(Beginning of THE DATA)

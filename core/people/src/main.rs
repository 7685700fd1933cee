mod cli;

use std::process;

use clap::Parser;
use common::error::Error;
use common::ports::outbound::{LogLevel, LogRecord};
use people::domain::{CardFamily, ExperienceCard, PersonSearchResult};
use people::usecase::search::{LoadMoreOutcome, SearchOutcome};
use people::wiring::{load_config, wire_people, App};

use cli::args::{card_id, patch_from_flags, person_id};
use cli::{Cli, Command};

/// Command をディスパッチする Runner（match は main レイヤーに集約）
struct Runner {
    app: App,
}

impl Runner {
    fn log(&self, record: LogRecord) {
        let _ = self.app.log.log(&record.layer("cli"));
    }

    fn run(&self, cmd: Command) -> Result<i32, Error> {
        let command_name = cmd.name();
        self.log(
            LogRecord::new(LogLevel::Info, "command started")
                .kind("lifecycle")
                .field("command", command_name),
        );
        let result = self.dispatch(cmd);
        let code = match &result {
            Ok(code) => *code,
            Err(e) => e.exit_code(),
        };
        self.log(
            LogRecord::new(LogLevel::Info, "command finished")
                .kind("lifecycle")
                .field("command", command_name)
                .field("exit_code", code),
        );
        if let Err(ref e) = result {
            self.log(LogRecord::new(LogLevel::Error, e.to_string()).kind("error"));
        }
        result
    }

    fn dispatch(&self, cmd: Command) -> Result<i32, Error> {
        let app = &self.app;
        match cmd {
            Command::Search {
                query,
                open_to_work,
                pages,
            } => {
                if let SearchOutcome::Ignored = app.search.perform_search(&query.join(" "), open_to_work)? {
                    return Ok(0);
                }
                for _ in 1..pages {
                    match app.search.load_more()? {
                        LoadMoreOutcome::Appended { has_more: true, .. } => {}
                        _ => break,
                    }
                }
                if let Some(session) = app.search.session() {
                    for person in &session.results {
                        print_person(person);
                    }
                    if session.has_more {
                        println!("(more results available)");
                    }
                }
                println!("credits: {}", app.credits.balance()?);
                Ok(0)
            }
            Command::Credits => {
                println!("{}", app.credits.balance()?);
                Ok(0)
            }
            Command::Families => {
                for family in app.cards.families()? {
                    print_family(&family);
                }
                Ok(0)
            }
            Command::Draft { text, approve_all } => {
                let drafts = app.drafts.structure_text(&text.join(" "))?;
                for family in &drafts {
                    print_family(family);
                }
                if approve_all {
                    let report = app.drafts.approve_all();
                    for id in &report.approved {
                        println!("approved {}", id);
                    }
                    for (id, message) in &report.failed {
                        eprintln!("people: approving {} failed: {}", id, message);
                    }
                    if !report.all_approved() {
                        return Ok(74);
                    }
                }
                Ok(0)
            }
            Command::Approve { ids } => {
                let ids: Vec<_> = ids.iter().map(|s| card_id(s)).collect();
                let report = app.drafts.approve_drafts(&ids);
                for id in &report.approved {
                    println!("approved {}", id);
                }
                for (id, message) in &report.failed {
                    eprintln!("people: approving {} failed: {}", id, message);
                }
                Ok(if report.all_approved() { 0 } else { 74 })
            }
            Command::PatchCard { id, title, start, end } => {
                let patch = patch_from_flags(title, start, end)?;
                app.cards.families()?;
                app.mutations.patch_parent(&card_id(&id), patch)?;
                if let Some(card) = app.store.read(|s| s.cards.parent(&card_id(&id)).cloned()) {
                    print_card("", &card);
                }
                Ok(0)
            }
            Command::DeleteCard { id } => {
                app.cards.families()?;
                app.mutations.delete_parent(&card_id(&id))?;
                Ok(0)
            }
            Command::DeleteChild { id } => {
                app.cards.families()?;
                app.mutations.delete_child(&card_id(&id))?;
                Ok(0)
            }
            Command::HideCard { id } => {
                app.cards.families()?;
                app.mutations.hide_parent(&card_id(&id))?;
                Ok(0)
            }
            Command::Unlock { person } => {
                let resp = app.unlock.unlock_contact(&person_id(&person))?;
                match resp.contact {
                    Some(contact) => {
                        for (label, value) in [
                            ("email", contact.email),
                            ("phone", contact.phone),
                            ("linkedin", contact.linkedin_url),
                        ] {
                            if let Some(v) = value {
                                println!("{}: {}", label, v);
                            }
                        }
                    }
                    None if resp.unlocked => println!("unlocked"),
                    None => println!("not unlocked"),
                }
                Ok(0)
            }
            Command::Profile { person } => {
                let profile = app.profiles.open(&person_id(&person))?;
                println!("{} ({})", profile.display_name, profile.id);
                for line in [&profile.headline, &profile.location].into_iter().flatten() {
                    println!("  {}", line);
                }
                for family in &profile.families {
                    print_family(family);
                }
                Ok(0)
            }
            Command::Searches => {
                for recent in app.recent.list()? {
                    println!(
                        "{}\t{}\t{}",
                        recent.search_id,
                        recent.created_at.as_deref().unwrap_or("-"),
                        recent.query_text
                    );
                }
                Ok(0)
            }
        }
    }
}

fn print_person(p: &PersonSearchResult) {
    let mut flags = Vec::new();
    if p.open_to_work {
        flags.push("open to work");
    }
    if p.open_to_contact {
        flags.push("open to contact");
    }
    if flags.is_empty() {
        println!("{}\t{}", p.id, p.display_name);
    } else {
        println!("{}\t{}\t[{}]", p.id, p.display_name, flags.join(", "));
    }
}

fn print_card(indent: &str, c: &ExperienceCard) {
    let title = c.title.as_deref().unwrap_or("(untitled)");
    match &c.time_range {
        Some(range) => println!("{}{}\t{}\t{}", indent, c.id, title, range),
        None => println!("{}{}\t{}", indent, c.id, title),
    }
}

fn print_family(f: &CardFamily) {
    print_card("", &f.parent);
    for child in &f.children {
        print_card("  ", child);
    }
}

fn main() {
    let cli = match Cli::try_parse() {
        Ok(cli) => cli,
        Err(e) => {
            let _ = e.print();
            process::exit(if e.use_stderr() { 64 } else { 0 });
        }
    };
    let exit_code = match run(cli.command) {
        Ok(code) => code,
        Err(e) => {
            eprintln!("people: {}", e);
            e.exit_code()
        }
    };
    process::exit(exit_code);
}

fn run(cmd: Command) -> Result<i32, Error> {
    let config = load_config()?;
    let app = wire_people(&config)?;
    let runner = Runner { app };
    let result = runner.run(cmd);
    runner.app.logout();
    result
}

(End of THE DATA)

Restate the entire listing verbatim.

filename core/people/src/main.rs
repository 7685700fd1933cee
mod cli;

use std::process;

use clap::Parser;
use common::error::Error;
use common::ports::outbound::{LogLevel, LogRecord};
use people::domain::{CardFamily, ExperienceCard, PersonSearchResult};
use people::usecase::search::{LoadMoreOutcome, SearchOutcome};
use people::wiring::{load_config, wire_people, App};

use cli::args::{card_id, patch_from_flags, person_id};
use cli::{Cli, Command};

/// Command をディスパッチする Runner（match は main レイヤーに集約）
struct Runner {
    app: App,
}

impl Runner {
    fn log(&self, record: LogRecord) {
        let _ = self.app.log.log(&record.layer("cli"));
    }

    fn run(&self, cmd: Command) -> Result<i32, Error> {
        let command_name = cmd.name();
        self.log(
            LogRecord::new(LogLevel::Info, "command started")
                .kind("lifecycle")
                .field("command", command_name),
        );
        let result = self.dispatch(cmd);
        let code = match &result {
            Ok(code) => *code,
            Err(e) => e.exit_code(),
        };
        self.log(
            LogRecord::new(LogLevel::Info, "command finished")
                .kind("lifecycle")
                .field("command", command_name)
                .field("exit_code", code),
        );
        if let Err(ref e) = result {
            self.log(LogRecord::new(LogLevel::Error, e.to_string()).kind("error"));
        }
        result
    }

    fn dispatch(&self, cmd: Command) -> Result<i32, Error> {
        let app = &self.app;
        match cmd {
            Command::Search {
                query,
                open_to_work,
                pages,
            } => {
                if let SearchOutcome::Ignored = app.search.perform_search(&query.join(" "), open_to_work)? {
                    return Ok(0);
                }
                for _ in 1..pages {
                    match app.search.load_more()? {
                        LoadMoreOutcome::Appended { has_more: true, .. } => {}
                        _ => break,
                    }
                }
                if let Some(session) = app.search.session() {
                    for person in &session.results {
                        print_person(person);
                    }
                    if session.has_more {
                        println!("(more results available)");
                    }
                }
                println!("credits: {}", app.credits.balance()?);
                Ok(0)
            }
            Command::Credits => {
                println!("{}", app.credits.balance()?);
                Ok(0)
            }
            Command::Families => {
                for family in app.cards.families()? {
                    print_family(&family);
                }
                Ok(0)
            }
            Command::Draft { text, approve_all } => {
                let drafts = app.drafts.structure_text(&text.join(" "))?;
                for family in &drafts {
                    print_family(family);
                }
                if approve_all {
                    let report = app.drafts.approve_all();
                    for id in &report.approved {
                        println!("approved {}", id);
                    }
                    for (id, message) in &report.failed {
                        eprintln!("people: approving {} failed: {}", id, message);
                    }
                    if !report.all_approved() {
                        return Ok(74);
                    }
                }
                Ok(0)
            }
            Command::Approve { ids } => {
                let ids: Vec<_> = ids.iter().map(|s| card_id(s)).collect();
                let report = app.drafts.approve_drafts(&ids);
                for id in &report.approved {
                    println!("approved {}", id);
                }
                for (id, message) in &report.failed {
                    eprintln!("people: approving {} failed: {}", id, message);
                }
                Ok(if report.all_approved() { 0 } else { 74 })
            }
            Command::PatchCard { id, title, start, end } => {
                let patch = patch_from_flags(title, start, end)?;
                app.cards.families()?;
                app.mutations.patch_parent(&card_id(&id), patch)?;
                if let Some(card) = app.store.read(|s| s.cards.parent(&card_id(&id)).cloned()) {
                    print_card("", &card);
                }
                Ok(0)
            }
            Command::DeleteCard { id } => {
                app.cards.families()?;
                app.mutations.delete_parent(&card_id(&id))?;
                Ok(0)
            }
            Command::DeleteChild { id } => {
                app.cards.families()?;
                app.mutations.delete_child(&card_id(&id))?;
                Ok(0)
            }
            Command::HideCard { id } => {
                app.cards.families()?;
                app.mutations.hide_parent(&card_id(&id))?;
                Ok(0)
            }
            Command::Unlock { person } => {
                let resp = app.unlock.unlock_contact(&person_id(&person))?;
                match resp.contact {
                    Some(contact) => {
                        for (label, value) in [
                            ("email", contact.email),
                            ("phone", contact.phone),
                            ("linkedin", contact.linkedin_url),
                        ] {
                            if let Some(v) = value {
                                println!("{}: {}", label, v);
                            }
                        }
                    }
                    None if resp.unlocked => println!("unlocked"),
                    None => println!("not unlocked"),
                }
                Ok(0)
            }
            Command::Profile { person } => {
                let profile = app.profiles.open(&person_id(&person))?;
                println!("{} ({})", profile.display_name, profile.id);
                for line in [&profile.headline, &profile.location].into_iter().flatten() {
                    println!("  {}", line);
                }
                for family in &profile.families {
                    print_family(family);
                }
                Ok(0)
            }
            Command::Searches => {
                for recent in app.recent.list()? {
                    println!(
                        "{}\t{}\t{}",
                        recent.search_id,
                        recent.created_at.as_deref().unwrap_or("-"),
                        recent.query_text
                    );
                }
                Ok(0)
            }
        }
    }
}

fn print_person(p: &PersonSearchResult) {
    let mut flags = Vec::new();
    if p.open_to_work {
        flags.push("open to work");
    }
    if p.open_to_contact {
        flags.push("open to contact");
    }
    if flags.is_empty() {
        println!("{}\t{}", p.id, p.display_name);
    } else {
        println!("{}\t{}\t[{}]", p.id, p.display_name, flags.join(", "));
    }
}

fn print_card(indent: &str, c: &ExperienceCard) {
    let title = c.title.as_deref().unwrap_or("(untitled)");
    match &c.time_range {
        Some(range) => println!("{}{}\t{}\t{}", indent, c.id, title, range),
        None => println!("{}{}\t{}", indent, c.id, title),
    }
}

fn print_family(f: &CardFamily) {
    print_card("", &f.parent);
    for child in &f.children {
        print_card("  ", child);
    }
}

fn main() {
    let cli = match Cli::try_parse() {
        Ok(cli) => cli,
        Err(e) => {
            let _ = e.print();
            process::exit(if e.use_stderr() { 64 } else { 0 });
        }
    };
    let exit_code = match run(cli.command) {
        Ok(code) => code,
        Err(e) => {
            eprintln!("people: {}", e);
            e.exit_code()
        }
    };
    process::exit(exit_code);
}

fn run(cmd: Command) -> Result<i32, Error> {
    let config = load_config()?;
    let app = wire_people(&config)?;
    let runner = Runner { app };
    let result = runner.run(cmd);
    runner.app.logout();
    result
}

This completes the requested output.